The below integration makes use of the following trig identities:
1. The Pythagorean identity: $\sin^2(x) + \cos^2(x) = 1$
2. The derivative of sine: $\frac{d}{dx}sin(x) = cos(x)$
3. The derivative of cosine: $\dfrac{d}{dx} \cos(x) = -\sin(x)$
4. Half angle cosine identity: $\cos^2(x) = \frac{1}{2}(1 + \cos(2x))$
5. Half angle sine identity: $\sin^2(x) = \frac{1}{2}(1 - \cos(2x))$
6. $tan^2(x) + 1 = sec^2(x)$
7. $\dfrac{d}{dx}(\tan(x)) = \sec^2(x) \Rightarrow \int \sec^2(x)dx = \tan(x) + C$ 
8. $\dfrac{d}{dx}(\sec x) = \sec(x)\tan(x) \Rightarrow \int\sec(x)\tan(x) dx = \sec(x) + C$
# Examples
> Evaluate the integral $\int\sin^5(x)dx$
1. With trig identities, it's common to work *backwards* with u-sub.

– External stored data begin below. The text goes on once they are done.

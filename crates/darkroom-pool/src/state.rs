use serde::{Deserialize, Serialize};
use time::OffsetDateTime;

/// Per-key validity. `Invalid` is terminal until the user removes and
/// re-adds the key.
#[derive(Debug, Clone, Copy, PartialEq, Eq, Serialize, Deserialize)]
#[serde(rename_all = "lowercase")]
pub enum Validity {
    /// Never used or tested.
    Unknown,
    /// A validation probe is in flight. Transient only; never persisted.
    Checking,
    /// Confirmed usable.
    Valid,
    /// Confirmed unusable (bad key).
    Invalid,
}

/// One entry in the key pool. The secret is the only identity; keys are
/// compared by secret equality and never logged in full.
#[derive(Debug, Clone, PartialEq, Serialize, Deserialize)]
#[serde(rename_all = "camelCase")]
pub struct ApiKey {
    pub secret: String,
    pub validity: Validity,
    pub is_preferred: bool,
    #[serde(
        default,
        skip_serializing_if = "Option::is_none",
        with = "time::serde::rfc3339::option"
    )]
    pub cooldown_until: Option<OffsetDateTime>,
}

impl ApiKey {
    pub fn new(secret: impl Into<String>) -> Self {
        Self {
            secret: secret.into(),
            validity: Validity::Unknown,
            is_preferred: false,
            cooldown_until: None,
        }
    }

    /// Eligible for selection: not invalid and not inside a cooldown window.
    pub fn usable_at(&self, now: OffsetDateTime) -> bool {
        self.validity != Validity::Invalid
            && self.cooldown_until.is_none_or(|until| until <= now)
    }
}

/// Shortened form of a secret safe for logs: first and last four characters.
/// Counts characters, not bytes; secrets are arbitrary user input.
pub fn redact_secret(secret: &str) -> String {
    let chars: Vec<char> = secret.chars().collect();
    if chars.len() <= 8 {
        return "****".to_owned();
    }
    let head: String = chars[..4].iter().collect();
    let tail: String = chars[chars.len() - 4..].iter().collect();
    format!("{head}...{tail}")
}

#[cfg(test)]
mod tests {
    use super::*;
    use time::Duration;

    #[test]
    fn redaction_never_reveals_short_secrets() {
        assert_eq!(redact_secret("abc"), "****");
        assert_eq!(redact_secret("12345678"), "****");
        assert_eq!(redact_secret("AIzaSyExampleKey01"), "AIza...ey01");
    }

    #[test]
    fn redaction_handles_multi_byte_secrets() {
        // Byte offset 4 falls inside the three-byte euro sign.
        assert_eq!(redact_secret("ab€defghi"), "ab€d...fghi");
        assert_eq!(redact_secret("ключ-секрет"), "ключ...крет");
        assert_eq!(redact_secret("密密密密"), "****");
    }

    #[test]
    fn cooldown_window_excludes_then_releases() {
        let now = OffsetDateTime::UNIX_EPOCH + Duration::days(20_000);
        let mut key = ApiKey::new("k");
        assert!(key.usable_at(now));
        key.cooldown_until = Some(now + Duration::seconds(60));
        assert!(!key.usable_at(now));
        assert!(key.usable_at(now + Duration::seconds(60)));
    }

    #[test]
    fn invalid_is_never_usable() {
        let now = OffsetDateTime::UNIX_EPOCH;
        let mut key = ApiKey::new("k");
        key.validity = Validity::Invalid;
        assert!(!key.usable_at(now));
    }

    #[test]
    fn persisted_layout_is_camel_case() {
        let key = ApiKey {
            secret: "s".into(),
            validity: Validity::Valid,
            is_preferred: true,
            cooldown_until: None,
        };
        let json = serde_json::to_value(&key).expect("key should serialize");
        assert_eq!(
            json,
            serde_json::json!({
                "secret": "s",
                "validity": "valid",
                "isPreferred": true
            })
        );
    }
}
//! Compiles an edit request (mode, settings, instruction) into the final
//! instruction text and the ordered list of image attachments to send.
//!
//! Everything in this crate is pure: no I/O, no clocks, no state.

pub mod compile;
pub mod instruction;
pub mod settings;

pub use compile::{Attachment, CompiledPrompt, compile};
pub use instruction::{Instruction, Workflow};
pub use settings::{
    BackgroundProcessing, CompositeSettings, CreativeSettings, ModeSettings, PortraitSettings,
    RestoreSettings, WorkMode,
};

In the above example, we can convert the equation into simpler cosine functions by setting $du$ to $-\sin(x)dx$. This means that $u$ is equal to $cos(x)$. 

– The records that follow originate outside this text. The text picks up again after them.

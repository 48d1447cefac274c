use serde::{Deserialize, Serialize};

#[derive(Debug, Clone, Copy, PartialEq, Eq, Hash, Serialize, Deserialize)]
pub enum Modality {
    #[serde(rename = "MODALITY_UNSPECIFIED")]
    ModalityUnspecified,
    #[serde(rename = "TEXT")]
    Text,
    #[serde(rename = "IMAGE")]
    Image,
    #[serde(rename = "AUDIO")]
    Audio,
}

#[derive(Debug, Clone, Copy, PartialEq, Eq, Hash, Serialize, Deserialize)]
#[serde(rename_all = "lowercase")]
pub enum ContentRole {
    User,
    Model,
}

#[derive(Debug, Clone, PartialEq, Serialize, Deserialize)]
#[serde(rename_all = "camelCase")]
pub struct Content {
    pub parts: Vec<Part>,
    /// Must be either 'user' or 'model'.
    #[serde(skip_serializing_if = "Option::is_none")]
    pub role: Option<ContentRole>,
}

#[derive(Debug, Clone, PartialEq, Default, Serialize, Deserialize)]
#[serde(rename_all = "camelCase")]
pub struct Part {
    /// Only one of the data fields (text/inline_data) should be set.
    #[serde(skip_serializing_if = "Option::is_none")]
    pub text: Option<String>,
    #[serde(skip_serializing_if = "Option::is_none")]
    pub inline_data: Option<Blob>,
    #[serde(skip_serializing_if = "Option::is_none")]
    pub thought: Option<bool>,
}

impl Part {
    pub fn text(value: impl Into<String>) -> Self {
        Self {
            text: Some(value.into()),
            ..Self::default()
        }
    }

    pub fn inline_data(mime_type: impl Into<String>, data: impl Into<String>) -> Self {
        Self {
            inline_data: Some(Blob {
                mime_type: mime_type.into(),
                data: data.into(),
            }),
            ..Self::default()
        }
    }
}

#[derive(Debug, Clone, PartialEq, Serialize, Deserialize)]
#[serde(rename_all = "camelCase")]
pub struct Blob {
    /// The IANA standard MIME type of the source data. Examples: - image/png - image/jpeg
    /// If an unsupported MIME type is provided, an error will be returned.
    pub mime_type: String,
    /// Base64-encoded bytes.
    pub data: String,
}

$$ \int\sin^4(x)\sin(x)dx$$
2. Rewrite $sin^4(x)$ to be $(\sin^2(x))^2$ to take advantage of the trig identity $1 - \cos^2(x) = \sin^2(x)$ 
$$ \int(\sin^2x)^2 \sin(x)dx$$
3. Apply the above trig identity and substitute $u$:
$$ \int(1 - u^2)^2 (-du) $$
4. Foil out and move negative out of integral:
$$ -\int(1 - 2u^2 + u^4)du $$
5. Take advantage of the distributive property of integrals:
 $$ - (u - \frac{2}{3}u^3 + \frac{1}{5}u^5) + C $$
 6. Substituting $\cos(x)$ back in for $u$, we get the evaluated (but not entirely simplified) integral:
 $$-(\cos(x)- \frac{2}{3}\cos^3x + \frac{1}{5}\cos^5x) $$
# Trigonometric Substitutions
Trigonometric substitution is useful for equations containing  $\sqrt{a^2 + x^2}$ or $a^2 + x^2$, where $a$ is any constant. It removes any addition or subtraction.

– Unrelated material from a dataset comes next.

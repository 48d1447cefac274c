pub mod error;
pub mod generate_content;
pub mod list_models;
pub mod types;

The general process involves the use of a trig identity and multiplying everything in that identity by a constant.

Consider the identity:
$$ 1 + \tan^2(\theta) = \sec^2(\theta)$$
Multiplying both sides of the identity by $a^2$, we get:
$$a^2 + a^2\tan^2(\theta) = a^2\sec^2(\theta)$$
This enables us to make use of **substitution** to simplify many integrals.
- $x = a\tan \theta$
- $dx = a \sec^2\theta d\theta$
- for $-\frac{\pi}{2} < \theta < \frac{\pi}{2}$
# Examples
> Evaluate the integral $\int\frac{3}{4+x^2}dx$ 
1. Move the constant coefficient out of the integral:
$$ \int \frac{3}{4+x^2}dx = 3\int \frac{1}{4 + x^2}dx$$
2. Let $x = 2tan\theta$ and $dx = (2sec^2\theta d\theta)$, substitute accordingly
$$ = 3\int\frac{1}{4 + 4\tan^2\theta}(2\sec^2\theta)d\theta$$
3. Factor $4$ out in the denominator
$$ = 3\int\frac{1}{4(1 + \tan^2\theta)}(2\sec^2\theta)d\theta$$
4. Considering the identity $1 + \tan^2 \theta = \sec^2 \theta$
$$ = 3\int\frac{1}{4(\sec^2\theta)}(2\sec^2\theta)d\theta$$
5. $\sec^2\theta$ is present in the numerator and the denominator, so we can cancel those out. This means that:
$$ 3\int\frac{2}{4}d\theta = \frac{3}{2} \theta + C$$
6. At this point, we want to determine what $\theta$ is equal to relative to $x$. 
	1. Look back to step 2 we defined $x = 2\tan\theta$
	2. Moving $2$ to the other side, we get $\frac{x}{2} = \tan\theta$ 
	3. Because we defined bounds for our definition of $\theta$, we can take advantage of $\arctan$, therefore:
$$ \theta = \arctan(\frac{x}{2}) $$
7. Rewriting the equation with $\theta$ in terms of x, we get:
$$ \frac{3}{2}\arctan(\frac{x}{2}) + C$$
This means that:
$$ \int\frac{3}{4+x^2}dx = \frac{3}{2}\arctan(\frac{x}{2}) + C $$